The Court of Justice of the European Union ruled that Levola could not claim exclusive rights to its spreadable cheese. The Dutch company was seeking copyright protection of its cheese spread after a competitor began selling a similar product. The court ruled that "the taste of a food product cannot be identified with precision and objectivity" and thust could not be eligible for copyright protection.
A court ruled that the LEPIN brand had copied the building blocks and miniature figures of Lego in China. The 4 defendants in the case were ordered to pay about 4.5 million yuan ($650,000) in damages. Lego has a reputation for aggressively defending its IP and has previously won 2 major IP cases in China - a trademark case and another copyright case.

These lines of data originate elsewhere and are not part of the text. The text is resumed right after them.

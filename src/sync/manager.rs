use super::context::SyncContext;
use super::coordinator::Coordinator;
use super::key::ResourceKey;
use super::scope::SyncScope;
use super::table::{ContextId, ContextTable};
use super::timeout::Timeout;
use crate::error::Result;
use parking_lot::Mutex;
use std::collections::HashMap;
use std::fmt;
use std::sync::{Arc, Weak};
use tracing::{debug, trace};

struct Shared {
    /// Weak so that a coordinator lives only while some context holds it.
    registry: Mutex<HashMap<ResourceKey, Weak<Coordinator>>>,
    contexts: Arc<ContextTable>,
}

/// Registry of per-resource coordinators and factory for contexts.
///
/// Clones share the same registry. Each manager is an independent lock
/// domain: keys locked through one manager are invisible to another.
#[derive(Clone)]
pub struct SyncManager {
    shared: Arc<Shared>,
}

impl Default for SyncManager {
    fn default() -> Self {
        Self::new()
    }
}

impl SyncManager {
    pub fn new() -> Self {
        Self {
            shared: Arc::new(Shared {
                registry: Mutex::new(HashMap::new()),
                contexts: Arc::new(ContextTable::new()),
            }),
        }
    }

    pub fn create_context(&self) -> SyncContext {
        SyncContext::new(self.clone())
    }

    /// Block until `key` is held by a fresh single-use context.
    ///
    /// The context lives inside the returned scope and goes away with it.
    pub fn acquire(&self, key: &ResourceKey) -> Result<SyncScope> {
        self.create_context().acquire(key)
    }

    pub fn try_acquire(&self, key: &ResourceKey, timeout: Timeout) -> Option<SyncScope> {
        self.create_context().try_acquire(key, timeout)
    }

    pub fn try_acquire_millis(&self, key: &ResourceKey, millis: i64) -> Result<Option<SyncScope>> {
        let timeout = Timeout::from_millis(millis)?;
        Ok(self.try_acquire(key, timeout))
    }

    /// The live coordinator for `key`, created if missing or dead.
    pub fn coordinator(&self, key: &ResourceKey) -> Arc<Coordinator> {
        let mut registry = self.shared.registry.lock();

        if let Some(coordinator) = registry.get(key).and_then(Weak::upgrade) {
            return coordinator;
        }

        let coordinator = Arc::new(Coordinator::new(
            key.clone(),
            Arc::clone(&self.shared.contexts),
        ));
        registry.insert(key.clone(), Arc::downgrade(&coordinator));
        prune(&mut registry);
        debug!("Coordinator created for {}", key);

        coordinator
    }

    /// The live coordinator for `key`, without creating one.
    pub fn find_coordinator(&self, key: &ResourceKey) -> Option<Arc<Coordinator>> {
        let mut registry = self.shared.registry.lock();

        let found = registry.get(key).map(Weak::upgrade);
        match found {
            Some(Some(coordinator)) => Some(coordinator),
            Some(None) => {
                registry.remove(key);
                prune(&mut registry);
                None
            }
            None => None,
        }
    }

    pub fn holder_of(&self, key: &ResourceKey) -> Option<ContextId> {
        self.find_coordinator(key).and_then(|c| c.holder())
    }

    pub fn acquire_count(&self, key: &ResourceKey) -> usize {
        self.find_coordinator(key).map_or(0, |c| c.acquire_count())
    }

    pub fn waiting_len(&self, key: &ResourceKey) -> usize {
        self.find_coordinator(key).map_or(0, |c| c.waiting_len())
    }

    /// Live registry entries, after sweeping dead ones.
    pub fn coordinator_count(&self) -> usize {
        let mut registry = self.shared.registry.lock();
        prune(&mut registry);
        registry.len()
    }

    /// Contexts created by this manager that are still alive.
    pub fn context_count(&self) -> usize {
        self.shared.contexts.len()
    }

    pub(crate) fn contexts(&self) -> &ContextTable {
        &self.shared.contexts
    }
}

impl fmt::Debug for SyncManager {
    fn fmt(&self, f: &mut fmt::Formatter<'_>) -> fmt::Result {
        f.debug_struct("SyncManager")
            .field("coordinators", &self.shared.registry.lock().len())
            .field("contexts", &self.shared.contexts.len())
            .finish()
    }
}

fn prune(registry: &mut HashMap<ResourceKey, Weak<Coordinator>>) {
    let before = registry.len();
    registry.retain(|_, coordinator| coordinator.strong_count() > 0);
    if registry.len() != before {
        trace!("Pruned {} dead coordinator(s)", before - registry.len());
    }
}
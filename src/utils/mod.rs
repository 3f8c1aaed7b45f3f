mod duration;

pub use duration::{parse_duration, parse_timeout};
use sessionlock::{ResourceKey, SyncManager, Timeout};
use std::thread;
use std::time::Duration;

#[test]
fn test_reacquire_does_not_block_self() {
    let manager = SyncManager::new();
    let key = ResourceKey::named("R");
    let owner = manager.create_context();
    let other = manager.create_context();

    let first = owner.acquire(&key).unwrap();
    let second = owner.acquire(&key).unwrap();
    assert_eq!(manager.acquire_count(&key), 2);
    assert_eq!(owner.held_count(), 2);

    first.dispose();
    assert_eq!(manager.holder_of(&key), Some(owner.id()));
    assert!(other.try_acquire(&key, Timeout::zero()).is_none());

    second.dispose();
    assert_eq!(manager.holder_of(&key), None);
    assert!(other.try_acquire(&key, Timeout::zero()).is_some());
}

#[test]
fn test_reentrant_try_acquire_with_zero_timeout() {
    let manager = SyncManager::new();
    let key = ResourceKey::named("R");
    let owner = manager.create_context();

    let _first = owner.acquire(&key).unwrap();
    let second = owner.try_acquire(&key, Timeout::zero());
    assert!(second.is_some());
    assert_eq!(manager.acquire_count(&key), 2);
}

#[test]
fn test_threads_of_one_context_share_the_lock() {
    let manager = SyncManager::new();
    let key = ResourceKey::named("R");
    let session = manager.create_context();

    let handles: Vec<_> = (0..4)
        .map(|_| {
            let session = session.clone();
            let key = key.clone();
            thread::spawn(move || session.try_acquire(&key, Timeout::After(Duration::from_secs(2))))
        })
        .collect();

    let scopes: Vec<_> = handles
        .into_iter()
        .map(|h| h.join().unwrap().expect("same session never waits on itself"))
        .collect();

    assert_eq!(manager.acquire_count(&key), 4);
    assert_eq!(manager.holder_of(&key), Some(session.id()));

    drop(scopes);
    assert_eq!(manager.holder_of(&key), None);
}

#[test]
fn test_sibling_waiters_join_when_their_context_wins() {
    let manager = SyncManager::new();
    let key = ResourceKey::named("R");
    let blocker = manager.create_context();
    let session = manager.create_context();

    let held = blocker.acquire(&key).unwrap();

    let handles: Vec<_> = (0..2)
        .map(|_| {
            let session = session.clone();
            let key = key.clone();
            thread::spawn(move || session.acquire(&key).map(|scope| scope.key().clone()))
        })
        .collect();

    while manager.waiting_len(&key) < 1 {
        thread::sleep(Duration::from_millis(1));
    }
    thread::sleep(Duration::from_millis(50));
    // One queue entry no matter how many of the session's threads wait
    assert_eq!(manager.waiting_len(&key), 1);

    held.dispose();
    for h in handles {
        assert_eq!(h.join().unwrap().unwrap(), key);
    }
    // Each thread's scope was dropped on return
    assert_eq!(manager.holder_of(&key), None);
    assert_eq!(manager.waiting_len(&key), 0);
}
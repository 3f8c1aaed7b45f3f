use super::context::SyncContext;
use super::key::ResourceKey;
use std::fmt;
use std::sync::atomic::{AtomicBool, Ordering};
use tracing::debug;

/// One acquired (context, resource) pair.
///
/// Disposing the scope, explicitly or by dropping it, gives back exactly the
/// acquisition it represents. Further disposals are no-ops.
pub struct SyncScope {
    context: SyncContext,
    key: ResourceKey,
    disposed: AtomicBool,
}

impl SyncScope {
    pub(crate) fn new(context: SyncContext, key: ResourceKey) -> Self {
        Self {
            context,
            key,
            disposed: AtomicBool::new(false),
        }
    }

    pub fn context(&self) -> &SyncContext {
        &self.context
    }

    pub fn key(&self) -> &ResourceKey {
        &self.key
    }

    /// True once this scope or its owning context has been disposed.
    pub fn is_disposed(&self) -> bool {
        self.disposed.load(Ordering::SeqCst) || self.context.is_disposed()
    }

    pub fn dispose(&self) {
        if !self.disposed.swap(true, Ordering::SeqCst) {
            self.context.release(&self.key);
        }
    }
}

impl Drop for SyncScope {
    fn drop(&mut self) {
        if !*self.disposed.get_mut() {
            debug!("Scope for {} dropped without dispose; releasing", self.key);
            self.dispose();
        }
    }
}

impl fmt::Debug for SyncScope {
    fn fmt(&self, f: &mut fmt::Formatter<'_>) -> fmt::Result {
        f.debug_struct("SyncScope")
            .field("context", &self.context.id())
            .field("key", &self.key)
            .field("disposed", &self.is_disposed())
            .finish()
    }
}
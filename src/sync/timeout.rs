use crate::error::{Result, SyncError};
use std::time::{Duration, Instant};

/// Millisecond value reserved to mean "wait indefinitely".
pub const INFINITE_MILLIS: i64 = -1;

/// How long a bounded acquisition may wait.
#[derive(Debug, Clone, Copy, PartialEq, Eq)]
pub enum Timeout {
    Infinite,
    After(Duration),
}

impl Timeout {
    /// Decode the integer encoding: `-1` is infinite, other negatives are invalid.
    pub fn from_millis(millis: i64) -> Result<Self> {
        match millis {
            INFINITE_MILLIS => Ok(Timeout::Infinite),
            m if m < 0 => Err(SyncError::invalid_timeout(m)),
            m => Ok(Timeout::After(Duration::from_millis(m as u64))),
        }
    }

    pub fn zero() -> Self {
        Timeout::After(Duration::ZERO)
    }

    pub fn is_infinite(&self) -> bool {
        matches!(self, Timeout::Infinite)
    }

    /// Monotonic deadline measured from `start`, `None` when infinite.
    pub(crate) fn deadline_from(&self, start: Instant) -> Option<Instant> {
        match self {
            Timeout::Infinite => None,
            // Saturate absurd durations to "practically never".
            Timeout::After(d) => Some(
                start
                    .checked_add(*d)
                    .unwrap_or_else(|| start + Duration::from_secs(60 * 60 * 24 * 365)),
            ),
        }
    }
}

impl From<Duration> for Timeout {
    fn from(duration: Duration) -> Self {
        Timeout::After(duration)
    }
}

impl TryFrom<i64> for Timeout {
    type Error = SyncError;

    fn try_from(millis: i64) -> Result<Self> {
        Timeout::from_millis(millis)
    }
}

#[cfg(test)]
mod tests {
    use super::*;

    #[test]
    fn test_sentinel_is_infinite() {
        assert_eq!(Timeout::from_millis(-1).unwrap(), Timeout::Infinite);
        assert!(Timeout::from_millis(INFINITE_MILLIS).unwrap().is_infinite());
    }

    #[test]
    fn test_non_negative_millis() {
        assert_eq!(Timeout::from_millis(0).unwrap(), Timeout::zero());
        assert_eq!(
            Timeout::try_from(250).unwrap(),
            Timeout::After(Duration::from_millis(250))
        );
    }

    #[test]
    fn test_other_negatives_rejected() {
        let err = Timeout::from_millis(-2).unwrap_err();
        assert!(matches!(err, SyncError::InvalidTimeout { millis: -2 }));
        assert!(Timeout::from_millis(i64::MIN).is_err());
    }

    #[test]
    fn test_deadline() {
        let now = Instant::now();
        assert_eq!(Timeout::Infinite.deadline_from(now), None);
        assert_eq!(
            Timeout::After(Duration::from_millis(10)).deadline_from(now),
            Some(now + Duration::from_millis(10))
        );
        assert!(Timeout::After(Duration::MAX).deadline_from(now).is_some());
    }
}
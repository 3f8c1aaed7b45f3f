mod types;

pub use types::{Result, SyncError};

// Re-export for convenience
pub use SyncError as Error;
//! Per-resource fair, reentrant blocking lock.
//!
//! Ownership belongs to a session ([`ContextId`]), not a thread. Waiters are
//! served strictly first-in-first-out: a waiter only claims the lock when it
//! is free *and* its context heads the queue. Releases wake every blocked
//! thread and the head check in the wait loop restores the order.

use super::key::ResourceKey;
use super::table::{ContextId, ContextTable};
use super::timeout::Timeout;
use crate::error::{Result, SyncError};
use parking_lot::{Condvar, Mutex};
use std::collections::VecDeque;
use std::sync::Arc;
use std::time::Instant;
use tracing::{debug, trace};

/// What a coordinator needs to know about the session asking for it.
pub(crate) trait Session {
    fn id(&self) -> ContextId;
    fn is_disposed(&self) -> bool;
}

/// Outcome of a wait on a coordinator.
#[derive(Debug, Clone, Copy, PartialEq, Eq)]
pub(crate) enum Wait {
    Acquired,
    TimedOut,
    Disposed,
}

#[derive(Debug)]
struct Waiter {
    context: ContextId,
    /// Threads of `context` currently blocked here.
    threads: usize,
}

#[derive(Debug, Default)]
struct State {
    holder: Option<ContextId>,
    count: usize,
    waiting: VecDeque<Waiter>,
}

impl State {
    fn head(&self) -> Option<ContextId> {
        self.waiting.front().map(|w| w.context)
    }

    fn position(&self, context: ContextId) -> Option<usize> {
        self.waiting.iter().position(|w| w.context == context)
    }

    fn try_reenter(&mut self, context: ContextId) -> bool {
        if self.holder == Some(context) {
            self.count += 1;
            return true;
        }
        false
    }

    fn try_claim_if_free(&mut self, context: ContextId) -> bool {
        if self.holder.is_none() && self.waiting.is_empty() {
            self.holder = Some(context);
            self.count = 1;
            return true;
        }
        false
    }

    fn try_claim_as_head(&mut self, context: ContextId) -> bool {
        if self.holder.is_none() && self.head() == Some(context) {
            self.holder = Some(context);
            self.count = 1;
            return true;
        }
        false
    }

    fn enqueue(&mut self, context: ContextId) {
        match self.waiting.iter_mut().find(|w| w.context == context) {
            Some(waiter) => waiter.threads += 1,
            None => self.waiting.push_back(Waiter {
                context,
                threads: 1,
            }),
        }
    }

    /// Drop one blocked thread's share of `context`'s queue entry.
    fn leave(&mut self, context: ContextId) {
        if let Some(pos) = self.position(context) {
            let waiter = &mut self.waiting[pos];
            waiter.threads -= 1;
            if waiter.threads == 0 {
                self.waiting.remove(pos);
            }
        }
    }

    /// Remove `context`'s queue entry wherever it is, whatever its share count.
    fn remove(&mut self, context: ContextId) -> bool {
        match self.position(context) {
            Some(pos) => {
                self.waiting.remove(pos);
                true
            }
            None => false,
        }
    }

    fn free_with_waiters(&self) -> bool {
        self.holder.is_none() && !self.waiting.is_empty()
    }
}

/// Lock state machine for a single resource key.
#[derive(Debug)]
pub struct Coordinator {
    key: ResourceKey,
    contexts: Arc<ContextTable>,
    state: Mutex<State>,
    changed: Condvar,
}

impl Coordinator {
    pub(crate) fn new(key: ResourceKey, contexts: Arc<ContextTable>) -> Self {
        Self {
            key,
            contexts,
            state: Mutex::new(State::default()),
            changed: Condvar::new(),
        }
    }

    pub fn key(&self) -> &ResourceKey {
        &self.key
    }

    /// Current holder, if it is still a live context.
    pub fn holder(&self) -> Option<ContextId> {
        let mut state = self.state.lock();
        self.prune(&mut state);
        state.holder
    }

    pub fn acquire_count(&self) -> usize {
        let mut state = self.state.lock();
        self.prune(&mut state);
        state.count
    }

    /// Number of distinct contexts queued.
    pub fn waiting_len(&self) -> usize {
        let mut state = self.state.lock();
        self.prune(&mut state);
        state.waiting.len()
    }

    /// Block until `session` holds the lock.
    pub(crate) fn acquire(&self, session: &impl Session) -> Result<()> {
        match self.wait_for(session, None) {
            Wait::Acquired => Ok(()),
            // Without a deadline only disposal ends the wait.
            Wait::TimedOut | Wait::Disposed => Err(SyncError::disposed(session.id())),
        }
    }

    /// Block until `session` holds the lock or `timeout` elapses.
    ///
    /// A timed-out or disposed caller is no longer queued when this returns.
    pub(crate) fn try_acquire(&self, session: &impl Session, timeout: Timeout) -> Wait {
        let deadline = timeout.deadline_from(Instant::now());
        self.wait_for(session, deadline)
    }

    fn wait_for(&self, session: &impl Session, deadline: Option<Instant>) -> Wait {
        let id = session.id();
        let mut state = self.state.lock();

        if session.is_disposed() {
            return Wait::Disposed;
        }

        self.prune(&mut state);

        if state.try_reenter(id) {
            trace!("Reentered lock on {} ({}, depth {})", self.key, id, state.count);
            return Wait::Acquired;
        }
        if state.try_claim_if_free(id) {
            debug!("Lock acquired: {} ({})", self.key, id);
            return Wait::Acquired;
        }
        if deadline.is_some_and(|d| Instant::now() >= d) {
            return Wait::TimedOut;
        }

        state.enqueue(id);
        trace!(
            "Waiting for lock on {} ({}, {} queued)",
            self.key,
            id,
            state.waiting.len()
        );

        loop {
            let timed_out = match deadline {
                Some(deadline) => self.changed.wait_until(&mut state, deadline).timed_out(),
                None => {
                    self.changed.wait(&mut state);
                    false
                }
            };

            if session.is_disposed() {
                state.leave(id);
                self.changed.notify_all();
                debug!("Wait on {} abandoned: {} was disposed", self.key, id);
                return Wait::Disposed;
            }

            self.prune(&mut state);

            // Another thread of this session got there first.
            if state.try_reenter(id) {
                state.leave(id);
                trace!("Joined held lock on {} ({}, depth {})", self.key, id, state.count);
                return Wait::Acquired;
            }

            if state.try_claim_as_head(id) {
                state.leave(id);
                if !state.waiting.is_empty() {
                    self.changed.notify_all();
                }
                debug!("Lock acquired after wait: {} ({})", self.key, id);
                return Wait::Acquired;
            }

            if timed_out || deadline.is_some_and(|d| Instant::now() >= d) {
                state.leave(id);
                // Our removal may have exposed a new head.
                if state.free_with_waiters() {
                    self.changed.notify_all();
                }
                debug!("Timed out waiting for lock on {} ({})", self.key, id);
                return Wait::TimedOut;
            }

            if state.position(id).is_none() {
                state.enqueue(id);
            }
        }
    }

    /// Drop one level of `context`'s hold. Returns false if it was not the holder.
    pub(crate) fn release(&self, context: ContextId) -> bool {
        let mut state = self.state.lock();
        if state.holder != Some(context) {
            return false;
        }

        state.count -= 1;
        if state.count == 0 {
            state.holder = None;
            debug!("Lock released: {} ({})", self.key, context);
            if !state.waiting.is_empty() {
                self.changed.notify_all();
            }
        }
        true
    }

    /// Forget `context` entirely: drop its hold at any depth and its queue entry.
    pub(crate) fn release_for_disposed(&self, context: ContextId) {
        let mut state = self.state.lock();
        let mut changed = false;

        if state.holder == Some(context) {
            state.holder = None;
            state.count = 0;
            changed = true;
            debug!("Lock force-released: {} ({})", self.key, context);
        }
        if state.remove(context) {
            changed = true;
            trace!("Dequeued disposed {} from {}", context, self.key);
        }

        if changed {
            self.changed.notify_all();
        }
    }

    fn prune(&self, state: &mut State) {
        let mut changed = false;

        if let Some(holder) = state.holder {
            if !self.contexts.is_live(holder) {
                trace!("Pruned dead holder {} from {}", holder, self.key);
                state.holder = None;
                state.count = 0;
                changed = true;
            }
        }

        let before = state.waiting.len();
        state.waiting.retain(|w| self.contexts.is_live(w.context));
        if state.waiting.len() != before {
            trace!(
                "Pruned {} dead waiter(s) from {}",
                before - state.waiting.len(),
                self.key
            );
            changed = true;
        }

        if changed && state.free_with_waiters() {
            self.changed.notify_all();
        }
    }
}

In 2014, a California court awarded the Alfred E. Mann Foundation $131.2 million in damages from Cochlear for the infringement of 2 patents. Recently, a federal judge in California has doubled that award and ordered Cochlear to pay $268 million. Cochlear plans to appeal the judgement and expects the case to continue for an additional 2 years
The average cost of bringing a pharma asset to market was estimated by Deloitte in 2010 to be $1.18 billion. In 2017, Deloitte updated that estimate to nearly $2 billion. Patent protection is essential in allowing life sciences companies to recoup this massive investment that largely goes to cover R&D and the regulatory approval process.
The law surrounding patent eligibility became a chaotic mess around 2012-2014 with the Mayo v. Prometheus, AMP v. Myriad, and Alice v. CLS Bank decisions. Because of these decisions and the resulting blur of eligibility, the most exciting scientific discoveries, technological advances and innovations of the twenty-first century are no longer patent eligible in America.